→ **Problem**:
Copy out every line of the records in which "DeleteEventResult" can be found.

→ **Material provided**:
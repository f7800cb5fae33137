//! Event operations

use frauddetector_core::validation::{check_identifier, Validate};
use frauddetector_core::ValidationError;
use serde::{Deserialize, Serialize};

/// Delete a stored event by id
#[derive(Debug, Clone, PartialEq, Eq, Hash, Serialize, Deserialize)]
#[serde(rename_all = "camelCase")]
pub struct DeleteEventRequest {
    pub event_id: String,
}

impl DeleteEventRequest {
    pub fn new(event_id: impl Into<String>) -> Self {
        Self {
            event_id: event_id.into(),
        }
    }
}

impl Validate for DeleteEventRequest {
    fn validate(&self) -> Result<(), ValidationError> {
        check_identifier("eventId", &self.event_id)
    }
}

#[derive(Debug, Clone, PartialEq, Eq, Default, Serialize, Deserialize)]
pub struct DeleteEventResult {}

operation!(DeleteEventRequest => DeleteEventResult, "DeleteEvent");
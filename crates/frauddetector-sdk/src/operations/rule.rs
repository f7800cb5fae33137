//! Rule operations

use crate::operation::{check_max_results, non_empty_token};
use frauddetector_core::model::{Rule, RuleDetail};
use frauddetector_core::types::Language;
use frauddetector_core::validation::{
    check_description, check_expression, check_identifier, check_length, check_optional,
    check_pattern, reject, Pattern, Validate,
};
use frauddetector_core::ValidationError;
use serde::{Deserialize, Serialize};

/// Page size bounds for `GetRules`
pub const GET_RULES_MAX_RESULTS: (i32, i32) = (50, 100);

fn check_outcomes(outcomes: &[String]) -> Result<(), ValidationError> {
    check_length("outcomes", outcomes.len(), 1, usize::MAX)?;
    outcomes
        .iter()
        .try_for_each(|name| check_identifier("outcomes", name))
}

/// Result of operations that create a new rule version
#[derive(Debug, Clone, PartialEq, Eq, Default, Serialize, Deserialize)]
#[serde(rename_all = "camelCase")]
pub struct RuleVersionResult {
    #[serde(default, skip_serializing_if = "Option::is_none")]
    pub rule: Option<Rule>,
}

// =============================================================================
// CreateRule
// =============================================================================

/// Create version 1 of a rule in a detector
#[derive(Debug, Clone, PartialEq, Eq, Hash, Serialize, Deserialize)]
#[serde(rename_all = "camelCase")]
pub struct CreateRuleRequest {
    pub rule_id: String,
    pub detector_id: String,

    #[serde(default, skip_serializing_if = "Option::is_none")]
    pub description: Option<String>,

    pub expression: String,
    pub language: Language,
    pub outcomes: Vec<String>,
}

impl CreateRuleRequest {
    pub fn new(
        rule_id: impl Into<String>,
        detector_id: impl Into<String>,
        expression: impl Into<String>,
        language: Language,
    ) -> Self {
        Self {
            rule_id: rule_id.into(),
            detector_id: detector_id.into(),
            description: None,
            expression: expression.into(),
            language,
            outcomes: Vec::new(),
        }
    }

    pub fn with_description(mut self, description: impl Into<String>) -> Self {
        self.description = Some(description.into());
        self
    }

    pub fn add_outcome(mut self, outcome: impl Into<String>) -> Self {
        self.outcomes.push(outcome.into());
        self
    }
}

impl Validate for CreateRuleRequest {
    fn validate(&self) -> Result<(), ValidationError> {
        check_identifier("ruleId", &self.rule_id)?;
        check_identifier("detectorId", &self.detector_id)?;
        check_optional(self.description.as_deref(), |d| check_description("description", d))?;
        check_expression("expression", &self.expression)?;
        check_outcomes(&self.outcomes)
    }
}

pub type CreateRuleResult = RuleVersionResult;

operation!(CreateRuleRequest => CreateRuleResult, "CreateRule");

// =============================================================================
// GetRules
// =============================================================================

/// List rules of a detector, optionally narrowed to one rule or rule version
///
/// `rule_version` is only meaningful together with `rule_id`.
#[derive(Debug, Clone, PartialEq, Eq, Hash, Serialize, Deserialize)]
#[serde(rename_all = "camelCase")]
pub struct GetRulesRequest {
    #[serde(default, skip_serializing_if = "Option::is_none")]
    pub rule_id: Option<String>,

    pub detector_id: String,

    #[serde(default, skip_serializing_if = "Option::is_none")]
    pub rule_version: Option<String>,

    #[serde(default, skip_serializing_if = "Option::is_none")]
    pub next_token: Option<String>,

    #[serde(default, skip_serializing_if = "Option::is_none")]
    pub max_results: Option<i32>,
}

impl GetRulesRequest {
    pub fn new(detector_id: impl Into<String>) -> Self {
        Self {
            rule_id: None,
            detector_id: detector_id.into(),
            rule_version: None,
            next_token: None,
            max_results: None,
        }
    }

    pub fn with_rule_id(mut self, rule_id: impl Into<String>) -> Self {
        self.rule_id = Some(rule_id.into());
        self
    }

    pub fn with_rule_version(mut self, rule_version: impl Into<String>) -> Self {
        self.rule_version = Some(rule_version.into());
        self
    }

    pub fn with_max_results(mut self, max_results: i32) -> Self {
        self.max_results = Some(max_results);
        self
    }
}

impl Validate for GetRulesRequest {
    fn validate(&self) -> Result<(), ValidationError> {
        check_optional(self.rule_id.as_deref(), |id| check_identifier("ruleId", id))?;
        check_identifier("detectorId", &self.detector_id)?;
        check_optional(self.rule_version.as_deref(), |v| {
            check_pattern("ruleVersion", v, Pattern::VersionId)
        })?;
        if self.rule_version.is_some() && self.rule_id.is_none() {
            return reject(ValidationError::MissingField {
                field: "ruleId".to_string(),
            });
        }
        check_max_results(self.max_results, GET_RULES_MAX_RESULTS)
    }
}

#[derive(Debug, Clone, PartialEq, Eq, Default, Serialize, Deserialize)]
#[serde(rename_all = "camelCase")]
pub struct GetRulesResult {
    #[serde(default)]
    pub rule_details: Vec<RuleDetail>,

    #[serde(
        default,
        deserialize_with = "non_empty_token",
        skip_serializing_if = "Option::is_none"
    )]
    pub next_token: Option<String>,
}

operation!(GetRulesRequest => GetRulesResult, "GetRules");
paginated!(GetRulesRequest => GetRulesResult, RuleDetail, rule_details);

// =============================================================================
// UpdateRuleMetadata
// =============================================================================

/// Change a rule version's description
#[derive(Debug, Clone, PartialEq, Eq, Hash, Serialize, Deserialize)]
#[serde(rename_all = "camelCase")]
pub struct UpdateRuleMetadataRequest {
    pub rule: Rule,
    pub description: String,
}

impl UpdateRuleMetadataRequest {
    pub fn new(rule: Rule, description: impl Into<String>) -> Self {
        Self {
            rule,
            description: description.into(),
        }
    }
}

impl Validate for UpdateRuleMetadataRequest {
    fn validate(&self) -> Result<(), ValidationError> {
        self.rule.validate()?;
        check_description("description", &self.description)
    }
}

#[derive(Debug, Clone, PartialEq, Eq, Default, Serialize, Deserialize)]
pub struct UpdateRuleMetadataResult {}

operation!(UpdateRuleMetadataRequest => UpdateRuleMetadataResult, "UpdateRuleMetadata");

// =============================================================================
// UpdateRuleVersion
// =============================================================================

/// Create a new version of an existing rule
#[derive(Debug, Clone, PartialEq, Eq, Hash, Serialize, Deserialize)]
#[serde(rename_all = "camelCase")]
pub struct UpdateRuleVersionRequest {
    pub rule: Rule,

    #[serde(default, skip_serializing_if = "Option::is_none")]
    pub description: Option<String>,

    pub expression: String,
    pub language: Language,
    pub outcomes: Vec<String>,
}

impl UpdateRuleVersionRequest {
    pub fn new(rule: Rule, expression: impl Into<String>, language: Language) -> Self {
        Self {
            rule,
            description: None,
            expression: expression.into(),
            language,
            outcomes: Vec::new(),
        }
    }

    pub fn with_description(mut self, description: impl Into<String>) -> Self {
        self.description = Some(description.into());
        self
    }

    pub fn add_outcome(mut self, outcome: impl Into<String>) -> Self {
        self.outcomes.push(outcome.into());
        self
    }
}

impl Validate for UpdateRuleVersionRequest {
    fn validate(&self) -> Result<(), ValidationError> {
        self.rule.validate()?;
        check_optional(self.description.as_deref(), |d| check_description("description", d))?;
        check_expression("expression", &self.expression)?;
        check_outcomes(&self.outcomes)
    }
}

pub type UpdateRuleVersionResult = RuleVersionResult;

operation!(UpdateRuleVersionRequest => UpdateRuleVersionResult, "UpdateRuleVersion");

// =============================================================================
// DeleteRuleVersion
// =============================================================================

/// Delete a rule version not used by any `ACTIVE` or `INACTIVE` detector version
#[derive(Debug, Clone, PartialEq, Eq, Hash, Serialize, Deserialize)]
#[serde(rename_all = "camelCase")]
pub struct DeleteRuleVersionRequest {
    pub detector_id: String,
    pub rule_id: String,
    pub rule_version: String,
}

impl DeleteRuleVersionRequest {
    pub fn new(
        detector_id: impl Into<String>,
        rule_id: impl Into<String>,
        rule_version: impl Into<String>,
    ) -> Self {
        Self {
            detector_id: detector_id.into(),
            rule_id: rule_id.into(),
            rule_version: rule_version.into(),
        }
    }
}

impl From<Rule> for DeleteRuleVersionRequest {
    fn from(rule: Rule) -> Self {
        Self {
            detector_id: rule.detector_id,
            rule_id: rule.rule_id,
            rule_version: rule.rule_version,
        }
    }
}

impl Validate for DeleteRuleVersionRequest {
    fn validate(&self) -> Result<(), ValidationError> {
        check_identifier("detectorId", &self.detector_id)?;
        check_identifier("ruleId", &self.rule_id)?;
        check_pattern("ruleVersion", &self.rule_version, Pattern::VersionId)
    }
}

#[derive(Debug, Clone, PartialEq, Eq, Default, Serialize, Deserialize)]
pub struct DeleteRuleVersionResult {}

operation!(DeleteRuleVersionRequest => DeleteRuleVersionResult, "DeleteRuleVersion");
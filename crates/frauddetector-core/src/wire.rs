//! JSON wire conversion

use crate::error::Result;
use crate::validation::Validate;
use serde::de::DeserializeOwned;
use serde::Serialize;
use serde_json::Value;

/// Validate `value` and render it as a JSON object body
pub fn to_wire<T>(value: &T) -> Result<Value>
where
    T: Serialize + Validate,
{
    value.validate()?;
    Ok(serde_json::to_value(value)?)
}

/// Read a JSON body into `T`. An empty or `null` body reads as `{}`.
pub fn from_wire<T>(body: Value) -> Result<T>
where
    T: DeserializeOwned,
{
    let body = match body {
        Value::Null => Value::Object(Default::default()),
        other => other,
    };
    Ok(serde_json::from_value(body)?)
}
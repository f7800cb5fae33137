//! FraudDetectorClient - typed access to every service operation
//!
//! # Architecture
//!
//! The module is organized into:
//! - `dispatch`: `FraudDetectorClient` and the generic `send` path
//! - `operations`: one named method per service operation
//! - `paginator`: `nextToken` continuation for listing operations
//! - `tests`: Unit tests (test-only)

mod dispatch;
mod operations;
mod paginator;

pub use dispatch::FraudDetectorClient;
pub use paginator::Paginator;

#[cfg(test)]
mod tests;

→ **Your solution**:
pub struct DeleteEventResult {}
operation!(DeleteEventRequest => DeleteEventResult, "DeleteEvent");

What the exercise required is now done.